[Exercise requirements]
Search the entries below for "sampling" and copy each matching line.

[Saved entries]
────────────────────────────────────────
impl LightManager {
    /// Manager over `lights`; an empty list gets the default light
    pub fn new(lights: Vec<ShadowCastingLight>, shadow_resolution: u32) -> Self {
        let mut lights = lights;
        if lights.is_empty() {
            lights.push(ShadowCastingLight::new(DEFAULT_LIGHT_POSITION, DEFAULT_LIGHT_COLOR));
        }
        let packed = PackedLightBuffer::pack(&lights);
        Self {
            lights,
            selected: 0,
            shadow_resolution: shadow_resolution.max(1),
            packed,
            gpu: None,
            bindings_dirty: true,
            warned_over_limit: false,
            bind_group_generation: 0,
        }
    }

    pub fn with_default_light(shadow_resolution: u32) -> Self {
        Self::new(Vec::new(), shadow_resolution)
    }

    /// Append a light and select it
    pub fn add_light(&mut self, position: Vec3, color: Vec4) {
        self.lights.push(ShadowCastingLight::new(position, color));
        self.selected = self.lights.len() - 1;
        self.bindings_dirty = true;
    }

    /// Remove the selected light and reset the selection to 0. Refused when
    /// only one light remains.
    pub fn remove_selected(&mut self) -> bool {
        if self.lights.len() <= 1 {
            return false;
        }
        self.lights.remove(self.selected);
        self.selected = 0;
        self.bindings_dirty = true;
        true
    }

    pub fn select(&mut self, index: usize) {
        self.selected = index.min(self.lights.len() - 1);
    }

    pub fn selected(&self) -> usize {
        self.selected
    }

    pub fn selected_light(&self) -> &ShadowCastingLight {
        &self.lights[self.selected]
    }

    pub fn selected_light_mut(&mut self) -> &mut ShadowCastingLight {
        &mut self.lights[self.selected]
    }

    pub fn lights(&self) -> &[ShadowCastingLight] {
        &self.lights
    }

    pub fn lights_mut(&mut self) -> &mut [ShadowCastingLight] {
        &mut self.lights
    }

    pub fn len(&self) -> usize {
        self.lights.len()
    }

    pub fn is_empty(&self) -> bool {
        self.lights.is_empty()
    }

    pub fn shadow_resolution(&self) -> u32 {
        self.shadow_resolution
    }

    pub fn set_shadow_resolution(&mut self, resolution: u32) {
        let resolution = resolution.max(1);
        if resolution != self.shadow_resolution {
            self.shadow_resolution = resolution;
            self.bindings_dirty = true;
        }
    }

    /// The last packed buffer
    pub fn packed(&self) -> &PackedLightBuffer {
        &self.packed
    }

    /// One `vec4` position per light, for the marker pass
    pub fn marker_vertices(&self) -> Vec<[f32; 4]> {
        self.lights
            .iter()
            .map(|light| light.position().extend(1.0).to_array())
            .collect()
    }

    /// Bind group for group 2 of the scene pipeline, once built
    pub fn bind_group(&self) -> Option<&wgpu::BindGroup> {
        self.gpu.as_ref().map(|gpu| &gpu.bind_group)
    }

    pub fn bind_group_generation(&self) -> u64 {
        self.bind_group_generation
    }

    fn prepare_shadow_maps(&mut self, device: &wgpu::Device) {
        for light in &mut self.lights {
            light.ensure_shadow_map(device, self.shadow_resolution);
        }
    }

    /// Render every light's shadow map in index order.
    ///
    /// The frame's tracked target and viewport are restored afterward and
    /// the surface is flagged for a clear.
    pub fn render_all_shadow_maps(
        &mut self,
        device: &wgpu::Device,
        frame: &mut FrameEncoder,
        pipeline: &ShadowPipeline,
        projection: Mat4,
        scene_model: Mat4,
        meshes: &[&GpuMesh],
    ) {
        let saved = frame.state();
        self.prepare_shadow_maps(device);

        let resolution = self.shadow_resolution;
        for (i, light) in self.lights.iter_mut().enumerate() {
            frame.set_target(PassTarget::ShadowMap(i), Viewport::full(resolution, resolution));
            light.render_shadow_map(
                device,
                frame.encoder(),
                pipeline,
                projection,
                scene_model,
                meshes,
                resolution,
            );
        }

        frame.set_state(saved);
        frame.request_surface_clear();
    }

    /// Repack the light list and upload it, reallocating the GPU buffer and
    /// rebuilding the bind group when the byte length changes.
    pub fn rebuild_shading_buffer(
        &mut self,
        device: &wgpu::Device,
        queue: &wgpu::Queue,
        layout: &wgpu::BindGroupLayout,
        sampling: &ShadowSamplingResources,
    ) {
        if self.lights.len() > MAX_SHADED_LIGHTS && !self.warned_over_limit {
            log::warn!(
                "{} lights exceed the shading limit of {}; extra lights are not shaded",
                self.lights.len(),
                MAX_SHADED_LIGHTS
            );
            self.warned_over_limit = true;
        }

        self.prepare_shadow_maps(device);
        self.packed = PackedLightBuffer::pack(&self.lights);
        let len = self.packed.len();

        if let Some(gpu) = self.gpu.as_ref().filter(|gpu| gpu.len == len) {
            if !self.bindings_dirty {
                queue.write_buffer(&gpu.buffer, 0, self.packed.as_bytes());
                return;
            }
        }

        let buffer = device.create_buffer_init(&wgpu::util::BufferInitDescriptor {
            label: Some("Packed Light Buffer"),
            contents: self.packed.as_bytes(),
            usage: wgpu::BufferUsages::STORAGE | wgpu::BufferUsages::COPY_DST,
        });

        let shadow_views: Vec<&wgpu::TextureView> = (0..MAX_SHADED_LIGHTS)
            .map(|i| {
                self.lights
                    .get(i)
                    .and_then(|light| light.shadow_map())
                    .map_or(&sampling.fallback_view, |map| &map.view)
            })
            .collect();

        let mut entries = vec![
            wgpu::BindGroupEntry {
                binding: 0,
                resource: buffer.as_entire_binding(),
            },
            wgpu::BindGroupEntry {
                binding: 1,
                resource: wgpu::BindingResource::Sampler(&sampling.sampler),
            },
        ];
        entries.extend(shadow_views.iter().enumerate().map(|(i, view)| wgpu::BindGroupEntry {
            binding: SHADOW_MAP_BASE_BINDING + i as u32,
            resource: wgpu::BindingResource::TextureView(view),
        }));

        let bind_group = device.create_bind_group(&wgpu::BindGroupDescriptor {
            layout,
            entries: &entries,
            label: Some("Light Bind Group"),
        });

        log::debug!("Light buffer reallocated: {} lights, {} bytes", self.lights.len(), len);
        self.gpu = Some(LightGpuState {
            buffer,
            len,
            bind_group,
        });
        self.bindings_dirty = false;
        self.bind_group_generation += 1;
    }
}

#[cfg(test)]
mod tests {
    use super::*;
    use crate::frame::PassState;
    use crate::headless::HeadlessContext;

    #[test]
    fn record_layout_is_96_bytes() {
        assert_eq!(std::mem::size_of::<LightRecord>(), LIGHT_RECORD_SIZE);
        assert_eq!(std::mem::size_of::<LightBufferHeader>(), LIGHT_HEADER_SIZE);
    }

    #[test]
    fn packed_length_tracks_light_count() {
        for n in 1..=12 {
            let lights: Vec<_> = (0..n)
                .map(|i| ShadowCastingLight::new(Vec3::splat(i as f32), Vec4::ONE))
                .collect();
            let packed = PackedLightBuffer::pack(&lights);
            assert_eq!(packed.len(), LIGHT_HEADER_SIZE + n * LIGHT_RECORD_SIZE);
            assert_eq!(packed.count(), n as i32);
        }
    }

    #[test]
    fn record_carries_position_with_unit_w() {
        let packed = PackedLightBuffer::pack(&[ShadowCastingLight::new(
            Vec3::new(6.0, 3.0, -10.0),
            Vec4::new(0.2, 0.4, 0.6, 0.0),
        )]);
        let record = packed.record(0).expect("one record");
        assert_eq!(record.position, [6.0, 3.0, -10.0, 1.0]);
        assert_eq!(record.color, [0.2, 0.4, 0.6, 0.0]);
        assert!(packed.record(1).is_none());
    }

    #[test]
    fn removing_last_light_is_refused() {
        let mut manager = LightManager::with_default_light(DEFAULT_SHADOW_RESOLUTION);
        assert!(!manager.remove_selected());
        assert_eq!(manager.len(), 1);
        assert_eq!(manager.selected(), 0);
    }

    #[test]
    fn adding_selects_new_light() {
        let mut manager = LightManager::with_default_light(DEFAULT_SHADOW_RESOLUTION);
        for n in 2..6 {
            manager.add_light(NEW_LIGHT_POSITION, NEW_LIGHT_COLOR);
            assert_eq!(manager.len(), n);
            assert_eq!(manager.selected(), n - 1);
        }
    }

    #[test]
    fn select_clamps_to_last_light() {
        let mut manager = LightManager::with_default_light(DEFAULT_SHADOW_RESOLUTION);
        manager.add_light(NEW_LIGHT_POSITION, NEW_LIGHT_COLOR);
        manager.select(7);
        assert_eq!(manager.selected(), 1);
    }

    #[test]
    fn add_recolor_remove_scenario() {
        let mut manager = LightManager::with_default_light(DEFAULT_SHADOW_RESOLUTION);
        assert_eq!(manager.selected_light().position(), DEFAULT_LIGHT_POSITION);

        manager.add_light(Vec3::new(0.0, 0.0, 3.0), Vec4::ONE);
        assert_eq!((manager.len(), manager.selected()), (2, 1));

        manager.selected_light_mut().color = Vec4::new(1.0, 0.0, 0.0, 1.0);
        let packed = PackedLightBuffer::pack(manager.lights());
        assert_eq!(packed.record(1).map(|r| r.color), Some([1.0, 0.0, 0.0, 1.0]));

        manager.select(0);
        assert!(manager.remove_selected());
        assert_eq!((manager.len(), manager.selected()), (1, 0));
        assert_eq!(manager.selected_light().color, Vec4::new(1.0, 0.0, 0.0, 1.0));
    }

    #[test]
    fn marker_vertices_follow_lights() {
        let mut manager = LightManager::with_default_light(DEFAULT_SHADOW_RESOLUTION);
        manager.add_light(Vec3::new(1.0, 2.0, 3.0), Vec4::ONE);
        assert_eq!(
            manager.marker_vertices(),
            vec![[6.0, 3.0, -10.0, 1.0], [1.0, 2.0, 3.0, 1.0]]
        );
    }

    #[test]
    fn shadow_pass_restores_frame_state() {
        let Ok(ctx) = pollster::block_on(HeadlessContext::new(64, 32)) else {
            eprintln!("no GPU adapter available, skipping");
            return;
        };
        let pipeline = ShadowPipeline::new(&ctx.device);
        let mut manager = LightManager::with_default_light(32);
        manager.add_light(NEW_LIGHT_POSITION, NEW_LIGHT_COLOR);

        let target = ctx.target();
        let mut frame = FrameEncoder::new(&ctx.device, &target);
        let custom = PassState {
            viewport: Viewport {
                x: 4.0,
                y: 2.0,
                width: 20.0,
                height: 10.0,
            },
            target: PassTarget::Surface,
        };
        frame.set_state(custom);

        let projection = crate::camera::perspective(2.0);
        manager.render_all_shadow_maps(&ctx.device, &mut frame, &pipeline, projection, Mat4::IDENTITY, &[]);

        assert_eq!(frame.state(), custom);
        assert!(frame.surface_clear_pending());
        assert!(manager.lights().iter().all(|l| l.shadow_map().is_some()));
        assert_ne!(manager.lights()[0].light_space_transform, Mat4::IDENTITY);
        ctx.queue.submit(std::iter::once(frame.finish(&target)));
    }

    #[test]
    fn shadow_resolution_change_reallocates_maps_and_bindings() {
        let Ok(ctx) = pollster::block_on(HeadlessContext::new(64, 32)) else {
            eprintln!("no GPU adapter available, skipping");
            return;
        };
        let shadow_pipeline = ShadowPipeline::new(&ctx.device);
        let scene_pipeline = crate::pipeline::ScenePipeline::new(&ctx.device, ctx.format);
        let sampling = ShadowSamplingResources::new(&ctx.device);
        let mut manager = LightManager::with_default_light(64);
        manager.add_light(NEW_LIGHT_POSITION, NEW_LIGHT_COLOR);

        let render = |manager: &mut LightManager| {
            let target = ctx.target();
            let mut frame = FrameEncoder::new(&ctx.device, &target);
            let projection = crate::camera::perspective(2.0);
            manager.render_all_shadow_maps(&ctx.device, &mut frame, &shadow_pipeline, projection, Mat4::IDENTITY, &[]);
            manager.rebuild_shading_buffer(&ctx.device, &ctx.queue, &scene_pipeline.light_bind_group_layout, &sampling);
            ctx.queue.submit(std::iter::once(frame.finish(&target)));
        };

        render(&mut manager);
        let first = manager.bind_group_generation();
        assert!(manager.lights().iter().all(|l| l.shadow_map().map(|m| m.resolution) == Some(64)));

        render(&mut manager);
        assert_eq!(manager.bind_group_generation(), first);

        manager.set_shadow_resolution(128);
        render(&mut manager);
        assert!(manager.bind_group_generation() > first);
        for light in manager.lights() {
            let map = light.shadow_map().expect("allocated by the shadow pass");
            assert_eq!(map.resolution, 128);
            assert_eq!(map.texture.width(), 128);
            assert_eq!(map.texture.height(), 128);
        }
    }
}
────────────────────────────────────────
[Task answer]
        sampling: &ShadowSamplingResources,
                    .map_or(&sampling.fallback_view, |map| &map.view)
                resource: wgpu::BindingResource::Sampler(&sampling.sampler),
        let sampling = ShadowSamplingResources::new(&ctx.device);
            manager.rebuild_shading_buffer(&ctx.device, &ctx.queue, &scene_pipeline.light_bind_group_layout, &sampling);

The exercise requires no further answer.